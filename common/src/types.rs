//! 判定結果の型定義
//!
//! CLIとライブラリ利用側で共有される型:
//! - ItemInput: 1商品分の入力（テキスト断片・ラベルOCR・ヒント）
//! - ClassificationResult: 証拠統合（ブランド判定）の出力
//! - ConditionResult: 状態判定の出力
//! - ListingItem: 最終出力（出品データ）

use crate::measurements::MeasurementReport;
use serde::{Deserialize, Serialize};
use std::collections::BTreeMap;

/// ブランドの価格帯
#[derive(Debug, Clone, Copy, PartialEq, Eq, Hash, Serialize, Deserialize)]
#[serde(rename_all = "kebab-case")]
pub enum Tier {
    Luxury,
    Premium,
    MidRange,
    HighStreet,
    Workwear,
}

impl Tier {
    pub fn as_str(&self) -> &'static str {
        match self {
            Tier::Luxury => "luxury",
            Tier::Premium => "premium",
            Tier::MidRange => "mid-range",
            Tier::HighStreet => "high-street",
            Tier::Workwear => "workwear",
        }
    }
}

impl std::fmt::Display for Tier {
    fn fmt(&self, f: &mut std::fmt::Formatter<'_>) -> std::fmt::Result {
        write!(f, "{}", self.as_str())
    }
}

impl std::str::FromStr for Tier {
    type Err = String;

    fn from_str(s: &str) -> Result<Self, Self::Err> {
        match s.trim().to_lowercase().replace('_', "-").as_str() {
            "luxury" => Ok(Tier::Luxury),
            "premium" => Ok(Tier::Premium),
            "mid-range" | "midrange" => Ok(Tier::MidRange),
            "high-street" | "highstreet" => Ok(Tier::HighStreet),
            "workwear" => Ok(Tier::Workwear),
            _ => Err(format!("Unknown tier: {}", s)),
        }
    }
}

/// 証拠の出所（優先度の高い順）
#[derive(Debug, Clone, Copy, PartialEq, Eq, Hash, Serialize, Deserialize)]
#[serde(rename_all = "lowercase")]
pub enum EvidenceSource {
    Label,
    Pattern,
    Material,
    Visual,
    Sizing,
}

impl std::fmt::Display for EvidenceSource {
    fn fmt(&self, f: &mut std::fmt::Formatter<'_>) -> std::fmt::Result {
        match self {
            EvidenceSource::Label => write!(f, "label"),
            EvidenceSource::Pattern => write!(f, "pattern"),
            EvidenceSource::Material => write!(f, "material"),
            EvidenceSource::Visual => write!(f, "visual"),
            EvidenceSource::Sizing => write!(f, "sizing"),
        }
    }
}

/// 信頼度の3段階
#[derive(Debug, Clone, Copy, Default, PartialEq, Eq, PartialOrd, Ord, Hash, Serialize, Deserialize)]
#[serde(rename_all = "lowercase")]
pub enum ConfidenceBucket {
    #[default]
    Low,
    Medium,
    High,
}

impl std::fmt::Display for ConfidenceBucket {
    fn fmt(&self, f: &mut std::fmt::Formatter<'_>) -> std::fmt::Result {
        match self {
            ConfidenceBucket::Low => write!(f, "low"),
            ConfidenceBucket::Medium => write!(f, "medium"),
            ConfidenceBucket::High => write!(f, "high"),
        }
    }
}

/// ブランド候補（統合前は同一ブランドが複数あり得る）
#[derive(Debug, Clone, PartialEq, Serialize, Deserialize)]
#[serde(rename_all = "camelCase")]
pub struct BrandCandidate {
    pub brand: String,
    pub confidence: f64,
    pub matched_patterns: usize,
    pub total_patterns: usize,
    #[serde(default)]
    pub indicators: Vec<String>,
    pub tier: Tier,
    /// 並び替えキー（信頼度と同値、表示用に保持）
    pub raw_score: f64,
    pub source: EvidenceSource,
}

/// サイズ表記の手がかり
#[derive(Debug, Clone, PartialEq, Serialize, Deserialize)]
#[serde(rename_all = "camelCase")]
pub struct SizingClue {
    /// サイズ体系 (roman/uk/eu/us/letter)
    pub system: String,
    pub value: String,
    pub confidence: f64,
    #[serde(default)]
    pub suggested_brands: Vec<String>,
}

/// 素材表記の手がかり
#[derive(Debug, Clone, PartialEq, Serialize, Deserialize)]
#[serde(rename_all = "camelCase")]
pub struct MaterialSignature {
    pub material: String,
    #[serde(default)]
    pub percentage: Option<u8>,
    pub confidence: f64,
    #[serde(default)]
    pub suggested_brands: Vec<String>,
}

/// 柄・ロゴなど見た目の手がかり
#[derive(Debug, Clone, PartialEq, Serialize, Deserialize)]
#[serde(rename_all = "camelCase")]
pub struct VisualPatternHit {
    pub pattern: String,
    pub confidence: f64,
    #[serde(default)]
    pub suggested_brands: Vec<String>,
}

/// 弱い証拠から示唆されたブランド（説明表示用、primaryにはならない）
#[derive(Debug, Clone, PartialEq, Serialize, Deserialize)]
#[serde(rename_all = "camelCase")]
pub struct SuggestedBrand {
    pub brand: String,
    pub sources: Vec<EvidenceSource>,
}

/// ラベルのサイズ表記（体系ごと）
#[derive(Debug, Clone, PartialEq, Eq, Serialize, Deserialize)]
#[serde(rename_all = "camelCase")]
pub struct LabelSize {
    pub system: String,
    pub values: Vec<String>,
}

/// ラベルから抽出したデータ
#[derive(Debug, Clone, Default, PartialEq, Serialize, Deserialize)]
#[serde(rename_all = "camelCase", default)]
pub struct LabelData {
    pub brand: Option<String>,
    pub brand_confidence: f64,
    pub sizes: Vec<LabelSize>,
    /// 素材 → 混率(%)
    pub materials: BTreeMap<String, u8>,
    pub care_instructions: Vec<String>,
    pub country_of_origin: Option<String>,
    /// コード種別 → 値（各2件まで）
    pub codes: BTreeMap<String, Vec<String>>,
    pub confidence: ConfidenceBucket,
}

/// 証拠統合の結果
#[derive(Debug, Clone, Default, PartialEq, Serialize, Deserialize)]
#[serde(rename_all = "camelCase")]
pub struct ClassificationResult {
    pub detected_brands: Vec<BrandCandidate>,
    pub primary_brand: Option<BrandCandidate>,
    pub confidence: ConfidenceBucket,
    pub sizing_clues: Vec<SizingClue>,
    pub material_signatures: Vec<MaterialSignature>,
    pub visual_patterns: Vec<VisualPatternHit>,
    #[serde(default)]
    pub suggested_brands: Vec<SuggestedBrand>,
    #[serde(default)]
    pub label_data: Option<LabelData>,
}

/// 状態ランク（良い順）
#[derive(Debug, Clone, Copy, PartialEq, Eq, PartialOrd, Ord, Hash, Serialize, Deserialize)]
#[serde(rename_all = "SCREAMING_SNAKE_CASE")]
pub enum ConditionLevel {
    New,
    Excellent,
    VeryGood,
    Good,
    Fair,
}

impl ConditionLevel {
    /// 宣言順（同点時はこの順で先勝ち）
    pub const ALL: [ConditionLevel; 5] = [
        ConditionLevel::New,
        ConditionLevel::Excellent,
        ConditionLevel::VeryGood,
        ConditionLevel::Good,
        ConditionLevel::Fair,
    ];

    pub fn as_str(&self) -> &'static str {
        match self {
            ConditionLevel::New => "NEW",
            ConditionLevel::Excellent => "EXCELLENT",
            ConditionLevel::VeryGood => "VERY_GOOD",
            ConditionLevel::Good => "GOOD",
            ConditionLevel::Fair => "FAIR",
        }
    }

    /// 表示用ラベル
    pub fn label(&self) -> &'static str {
        match self {
            ConditionLevel::New => "New with tags",
            ConditionLevel::Excellent => "Excellent",
            ConditionLevel::VeryGood => "Very Good",
            ConditionLevel::Good => "Good",
            ConditionLevel::Fair => "Fair",
        }
    }

    /// eBayのコンディションID
    pub fn ebay_code(&self) -> u16 {
        match self {
            ConditionLevel::New => 1000,
            ConditionLevel::Excellent => 2990,
            ConditionLevel::VeryGood | ConditionLevel::Good => 3000,
            ConditionLevel::Fair => 3010,
        }
    }
}

impl std::fmt::Display for ConditionLevel {
    fn fmt(&self, f: &mut std::fmt::Formatter<'_>) -> std::fmt::Result {
        write!(f, "{}", self.as_str())
    }
}

impl std::str::FromStr for ConditionLevel {
    type Err = String;

    fn from_str(s: &str) -> Result<Self, Self::Err> {
        let normalized = s.trim().to_uppercase().replace([' ', '-'], "_");
        match normalized.as_str() {
            "NEW" | "NEW_WITH_TAGS" => Ok(ConditionLevel::New),
            "EXCELLENT" => Ok(ConditionLevel::Excellent),
            "VERY_GOOD" | "VERYGOOD" => Ok(ConditionLevel::VeryGood),
            "GOOD" => Ok(ConditionLevel::Good),
            "FAIR" => Ok(ConditionLevel::Fair),
            _ => Err(format!("Unknown condition: {}", s)),
        }
    }
}

/// 状態判定の結果
#[derive(Debug, Clone, PartialEq, Serialize, Deserialize)]
#[serde(rename_all = "camelCase")]
pub struct ConditionResult {
    pub condition: ConditionLevel,
    pub confidence: f64,
    pub scores: BTreeMap<ConditionLevel, f64>,
    pub description: String,
}

/// 価格レンジ
#[derive(Debug, Clone, Copy, PartialEq, Serialize, Deserialize)]
pub struct PriceRange {
    pub min: f64,
    pub max: f64,
    pub average: f64,
}

/// 出品データ（生成後は変更しない）
#[derive(Debug, Clone, PartialEq, Serialize, Deserialize)]
#[serde(rename_all = "camelCase")]
pub struct ListingItem {
    pub sku: String,
    pub ebay_title: String,
    pub description: String,
    pub keywords: Vec<String>,
    pub condition: ConditionLevel,
    pub condition_code: u16,
    pub condition_confidence: f64,
    pub brand: String,
    pub tier: Option<Tier>,
    pub suggested_price: f64,
    pub price_range: PriceRange,
    pub category: String,
    #[serde(default)]
    pub measurements: Option<MeasurementReport>,
}

/// 商品写真（画素ではなく説明テキストのみを扱う）
#[derive(Debug, Clone, Default, PartialEq, Serialize, Deserialize)]
#[serde(rename_all = "camelCase", default)]
pub struct PhotoInfo {
    pub file_name: String,
    /// alt テキスト・OCR結果など
    pub text: String,
}

/// ファイル名の区切り記号（`_` `-` `.` など）を空白にする
///
/// `_` は正規表現の `\b` で単語文字扱いになるため、照合前に分ける。
pub fn file_name_words(file_name: &str) -> String {
    file_name
        .chars()
        .map(|c| if c.is_alphanumeric() || c == '%' { c } else { ' ' })
        .collect()
}

/// 1商品分の入力
#[derive(Debug, Clone, Default, PartialEq, Serialize, Deserialize)]
#[serde(rename_all = "camelCase", default)]
pub struct ItemInput {
    /// ファイル名・メモ・alt テキストなどをまとめたテキスト
    pub text: String,
    /// 上流のラベルOCR結果
    pub label_text: Option<String>,
    /// 外部の画像解析による状態ヒント
    pub condition_hint: Option<String>,
    pub size: Option<String>,
    pub gender: Option<String>,
    pub photos: Vec<PhotoInfo>,
}

impl ItemInput {
    pub fn from_text(text: impl Into<String>) -> Self {
        Self {
            text: text.into(),
            ..Default::default()
        }
    }

    /// 全テキスト信号を連結して小文字化
    ///
    /// ファイル名は `file_name_words` で単語に分けてから連結する。
    pub fn combined_text(&self) -> String {
        let file_names: Vec<String> = self
            .photos
            .iter()
            .map(|p| file_name_words(&p.file_name))
            .collect();

        let mut parts: Vec<&str> = Vec::new();
        parts.push(self.text.as_str());
        for (photo, file_name) in self.photos.iter().zip(&file_names) {
            parts.push(file_name.as_str());
            parts.push(photo.text.as_str());
        }
        if let Some(label) = &self.label_text {
            parts.push(label.as_str());
        }

        parts
            .into_iter()
            .map(str::trim)
            .filter(|p| !p.is_empty())
            .collect::<Vec<_>>()
            .join(" ")
            .to_lowercase()
    }

    /// 状態判定用（説明・メモ）テキスト。ラベル文言は含めない
    pub fn description_text(&self) -> String {
        let mut parts = vec![self.text.trim()];
        parts.extend(self.photos.iter().map(|p| p.text.trim()));
        parts
            .into_iter()
            .filter(|p| !p.is_empty())
            .collect::<Vec<_>>()
            .join(" ")
            .to_lowercase()
    }
}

+---+

Lines holding the string "ClassificationResult" in the records above must be counted; give the number alone.

2